##### Data section #####
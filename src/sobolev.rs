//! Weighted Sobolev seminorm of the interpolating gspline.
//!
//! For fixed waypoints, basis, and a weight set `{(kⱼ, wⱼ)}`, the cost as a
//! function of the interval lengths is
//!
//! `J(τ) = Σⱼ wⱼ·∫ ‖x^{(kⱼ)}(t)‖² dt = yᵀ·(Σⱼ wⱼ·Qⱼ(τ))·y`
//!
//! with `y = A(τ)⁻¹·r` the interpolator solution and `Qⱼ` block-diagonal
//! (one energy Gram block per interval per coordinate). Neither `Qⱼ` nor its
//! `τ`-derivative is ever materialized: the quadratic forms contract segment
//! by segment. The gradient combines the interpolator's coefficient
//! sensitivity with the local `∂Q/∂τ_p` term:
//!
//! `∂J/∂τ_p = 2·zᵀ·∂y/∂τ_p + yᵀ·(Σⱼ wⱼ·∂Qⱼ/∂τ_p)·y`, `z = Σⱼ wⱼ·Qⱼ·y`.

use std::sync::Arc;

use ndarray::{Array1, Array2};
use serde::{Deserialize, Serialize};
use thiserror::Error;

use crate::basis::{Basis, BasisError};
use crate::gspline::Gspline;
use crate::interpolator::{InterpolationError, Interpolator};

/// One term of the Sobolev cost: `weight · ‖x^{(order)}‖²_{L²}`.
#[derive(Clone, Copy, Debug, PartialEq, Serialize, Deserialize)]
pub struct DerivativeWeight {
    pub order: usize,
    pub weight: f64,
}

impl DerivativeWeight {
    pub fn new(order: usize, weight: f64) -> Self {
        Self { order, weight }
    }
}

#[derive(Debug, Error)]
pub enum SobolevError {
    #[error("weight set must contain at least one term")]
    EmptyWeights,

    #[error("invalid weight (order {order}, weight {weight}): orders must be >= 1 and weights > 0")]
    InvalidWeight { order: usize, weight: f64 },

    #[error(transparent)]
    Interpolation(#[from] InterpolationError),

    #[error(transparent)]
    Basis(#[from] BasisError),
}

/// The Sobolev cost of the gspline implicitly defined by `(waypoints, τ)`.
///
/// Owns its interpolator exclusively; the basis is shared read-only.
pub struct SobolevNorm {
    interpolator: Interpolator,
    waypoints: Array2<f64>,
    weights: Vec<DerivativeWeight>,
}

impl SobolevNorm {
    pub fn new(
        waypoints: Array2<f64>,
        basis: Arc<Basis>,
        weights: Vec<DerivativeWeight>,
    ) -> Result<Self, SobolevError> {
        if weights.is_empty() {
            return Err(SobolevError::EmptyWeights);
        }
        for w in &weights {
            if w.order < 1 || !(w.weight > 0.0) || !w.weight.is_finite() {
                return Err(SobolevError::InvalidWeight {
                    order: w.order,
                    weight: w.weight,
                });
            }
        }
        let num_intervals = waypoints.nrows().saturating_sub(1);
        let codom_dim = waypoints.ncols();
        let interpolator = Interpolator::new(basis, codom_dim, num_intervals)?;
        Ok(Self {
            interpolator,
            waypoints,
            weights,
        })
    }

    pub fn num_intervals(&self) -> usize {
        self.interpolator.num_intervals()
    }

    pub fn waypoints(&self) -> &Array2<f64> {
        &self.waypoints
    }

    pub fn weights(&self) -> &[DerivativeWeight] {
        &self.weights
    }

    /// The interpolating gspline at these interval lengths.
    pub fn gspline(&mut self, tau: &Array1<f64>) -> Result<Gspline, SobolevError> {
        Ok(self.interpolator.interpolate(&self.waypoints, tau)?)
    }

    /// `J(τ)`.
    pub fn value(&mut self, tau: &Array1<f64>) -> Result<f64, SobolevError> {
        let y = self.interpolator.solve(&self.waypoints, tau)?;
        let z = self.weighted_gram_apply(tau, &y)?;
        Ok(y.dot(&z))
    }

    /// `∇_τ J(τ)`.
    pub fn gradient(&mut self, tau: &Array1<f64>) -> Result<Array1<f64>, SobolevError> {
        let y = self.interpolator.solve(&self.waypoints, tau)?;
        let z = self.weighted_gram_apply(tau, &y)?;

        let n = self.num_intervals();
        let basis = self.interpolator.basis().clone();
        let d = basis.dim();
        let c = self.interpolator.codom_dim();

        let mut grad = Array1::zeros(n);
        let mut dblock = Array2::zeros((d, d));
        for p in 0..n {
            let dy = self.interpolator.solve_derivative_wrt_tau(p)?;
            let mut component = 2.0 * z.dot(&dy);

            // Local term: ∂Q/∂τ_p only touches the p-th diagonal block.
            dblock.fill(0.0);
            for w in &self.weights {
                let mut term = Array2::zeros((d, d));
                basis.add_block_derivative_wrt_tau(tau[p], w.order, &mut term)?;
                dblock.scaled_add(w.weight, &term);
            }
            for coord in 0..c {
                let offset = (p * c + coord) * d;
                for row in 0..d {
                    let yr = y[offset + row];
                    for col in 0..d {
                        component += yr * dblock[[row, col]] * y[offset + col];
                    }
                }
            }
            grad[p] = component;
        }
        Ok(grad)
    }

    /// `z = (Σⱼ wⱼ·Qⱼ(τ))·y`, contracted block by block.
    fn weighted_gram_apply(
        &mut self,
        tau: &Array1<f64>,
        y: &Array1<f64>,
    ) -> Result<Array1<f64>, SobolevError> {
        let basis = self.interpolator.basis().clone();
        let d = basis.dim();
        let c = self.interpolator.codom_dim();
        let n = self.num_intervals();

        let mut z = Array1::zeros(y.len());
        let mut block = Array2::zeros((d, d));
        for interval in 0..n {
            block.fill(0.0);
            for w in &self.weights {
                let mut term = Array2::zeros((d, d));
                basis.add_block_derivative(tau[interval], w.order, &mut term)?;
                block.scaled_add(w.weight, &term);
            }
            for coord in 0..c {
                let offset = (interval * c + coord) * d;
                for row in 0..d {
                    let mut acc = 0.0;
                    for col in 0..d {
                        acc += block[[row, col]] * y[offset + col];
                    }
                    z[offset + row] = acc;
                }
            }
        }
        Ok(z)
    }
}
#####
• **The problem**: Restate all of the entries exactly, please.

• **Answer box**:
filename src/sobolev.rs
//! Weighted Sobolev seminorm of the interpolating gspline.
//!
//! For fixed waypoints, basis, and a weight set `{(kⱼ, wⱼ)}`, the cost as a
//! function of the interval lengths is
//!
//! `J(τ) = Σⱼ wⱼ·∫ ‖x^{(kⱼ)}(t)‖² dt = yᵀ·(Σⱼ wⱼ·Qⱼ(τ))·y`
//!
//! with `y = A(τ)⁻¹·r` the interpolator solution and `Qⱼ` block-diagonal
//! (one energy Gram block per interval per coordinate). Neither `Qⱼ` nor its
//! `τ`-derivative is ever materialized: the quadratic forms contract segment
//! by segment. The gradient combines the interpolator's coefficient
//! sensitivity with the local `∂Q/∂τ_p` term:
//!
//! `∂J/∂τ_p = 2·zᵀ·∂y/∂τ_p + yᵀ·(Σⱼ wⱼ·∂Qⱼ/∂τ_p)·y`, `z = Σⱼ wⱼ·Qⱼ·y`.

use std::sync::Arc;

use ndarray::{Array1, Array2};
use serde::{Deserialize, Serialize};
use thiserror::Error;

use crate::basis::{Basis, BasisError};
use crate::gspline::Gspline;
use crate::interpolator::{InterpolationError, Interpolator};

/// One term of the Sobolev cost: `weight · ‖x^{(order)}‖²_{L²}`.
#[derive(Clone, Copy, Debug, PartialEq, Serialize, Deserialize)]
pub struct DerivativeWeight {
    pub order: usize,
    pub weight: f64,
}

impl DerivativeWeight {
    pub fn new(order: usize, weight: f64) -> Self {
        Self { order, weight }
    }
}

#[derive(Debug, Error)]
pub enum SobolevError {
    #[error("weight set must contain at least one term")]
    EmptyWeights,

    #[error("invalid weight (order {order}, weight {weight}): orders must be >= 1 and weights > 0")]
    InvalidWeight { order: usize, weight: f64 },

    #[error(transparent)]
    Interpolation(#[from] InterpolationError),

    #[error(transparent)]
    Basis(#[from] BasisError),
}

/// The Sobolev cost of the gspline implicitly defined by `(waypoints, τ)`.
///
/// Owns its interpolator exclusively; the basis is shared read-only.
pub struct SobolevNorm {
    interpolator: Interpolator,
    waypoints: Array2<f64>,
    weights: Vec<DerivativeWeight>,
}

impl SobolevNorm {
    pub fn new(
        waypoints: Array2<f64>,
        basis: Arc<Basis>,
        weights: Vec<DerivativeWeight>,
    ) -> Result<Self, SobolevError> {
        if weights.is_empty() {
            return Err(SobolevError::EmptyWeights);
        }
        for w in &weights {
            if w.order < 1 || !(w.weight > 0.0) || !w.weight.is_finite() {
                return Err(SobolevError::InvalidWeight {
                    order: w.order,
                    weight: w.weight,
                });
            }
        }
        let num_intervals = waypoints.nrows().saturating_sub(1);
        let codom_dim = waypoints.ncols();
        let interpolator = Interpolator::new(basis, codom_dim, num_intervals)?;
        Ok(Self {
            interpolator,
            waypoints,
            weights,
        })
    }

    pub fn num_intervals(&self) -> usize {
        self.interpolator.num_intervals()
    }

    pub fn waypoints(&self) -> &Array2<f64> {
        &self.waypoints
    }

    pub fn weights(&self) -> &[DerivativeWeight] {
        &self.weights
    }

    /// The interpolating gspline at these interval lengths.
    pub fn gspline(&mut self, tau: &Array1<f64>) -> Result<Gspline, SobolevError> {
        Ok(self.interpolator.interpolate(&self.waypoints, tau)?)
    }

    /// `J(τ)`.
    pub fn value(&mut self, tau: &Array1<f64>) -> Result<f64, SobolevError> {
        let y = self.interpolator.solve(&self.waypoints, tau)?;
        let z = self.weighted_gram_apply(tau, &y)?;
        Ok(y.dot(&z))
    }

    /// `∇_τ J(τ)`.
    pub fn gradient(&mut self, tau: &Array1<f64>) -> Result<Array1<f64>, SobolevError> {
        let y = self.interpolator.solve(&self.waypoints, tau)?;
        let z = self.weighted_gram_apply(tau, &y)?;

        let n = self.num_intervals();
        let basis = self.interpolator.basis().clone();
        let d = basis.dim();
        let c = self.interpolator.codom_dim();

        let mut grad = Array1::zeros(n);
        let mut dblock = Array2::zeros((d, d));
        for p in 0..n {
            let dy = self.interpolator.solve_derivative_wrt_tau(p)?;
            let mut component = 2.0 * z.dot(&dy);

            // Local term: ∂Q/∂τ_p only touches the p-th diagonal block.
            dblock.fill(0.0);
            for w in &self.weights {
                let mut term = Array2::zeros((d, d));
                basis.add_block_derivative_wrt_tau(tau[p], w.order, &mut term)?;
                dblock.scaled_add(w.weight, &term);
            }
            for coord in 0..c {
                let offset = (p * c + coord) * d;
                for row in 0..d {
                    let yr = y[offset + row];
                    for col in 0..d {
                        component += yr * dblock[[row, col]] * y[offset + col];
                    }
                }
            }
            grad[p] = component;
        }
        Ok(grad)
    }

    /// `z = (Σⱼ wⱼ·Qⱼ(τ))·y`, contracted block by block.
    fn weighted_gram_apply(
        &mut self,
        tau: &Array1<f64>,
        y: &Array1<f64>,
    ) -> Result<Array1<f64>, SobolevError> {
        let basis = self.interpolator.basis().clone();
        let d = basis.dim();
        let c = self.interpolator.codom_dim();
        let n = self.num_intervals();

        let mut z = Array1::zeros(y.len());
        let mut block = Array2::zeros((d, d));
        for interval in 0..n {
            block.fill(0.0);
            for w in &self.weights {
                let mut term = Array2::zeros((d, d));
                basis.add_block_derivative(tau[interval], w.order, &mut term)?;
                block.scaled_add(w.weight, &term);
            }
            for coord in 0..c {
                let offset = (interval * c + coord) * d;
                for row in 0..d {
                    let mut acc = 0.0;
                    for col in 0..d {
                        acc += block[[row, col]] * y[offset + col];
                    }
                    z[offset + row] = acc;
                }
            }
        }
        Ok(z)
    }
}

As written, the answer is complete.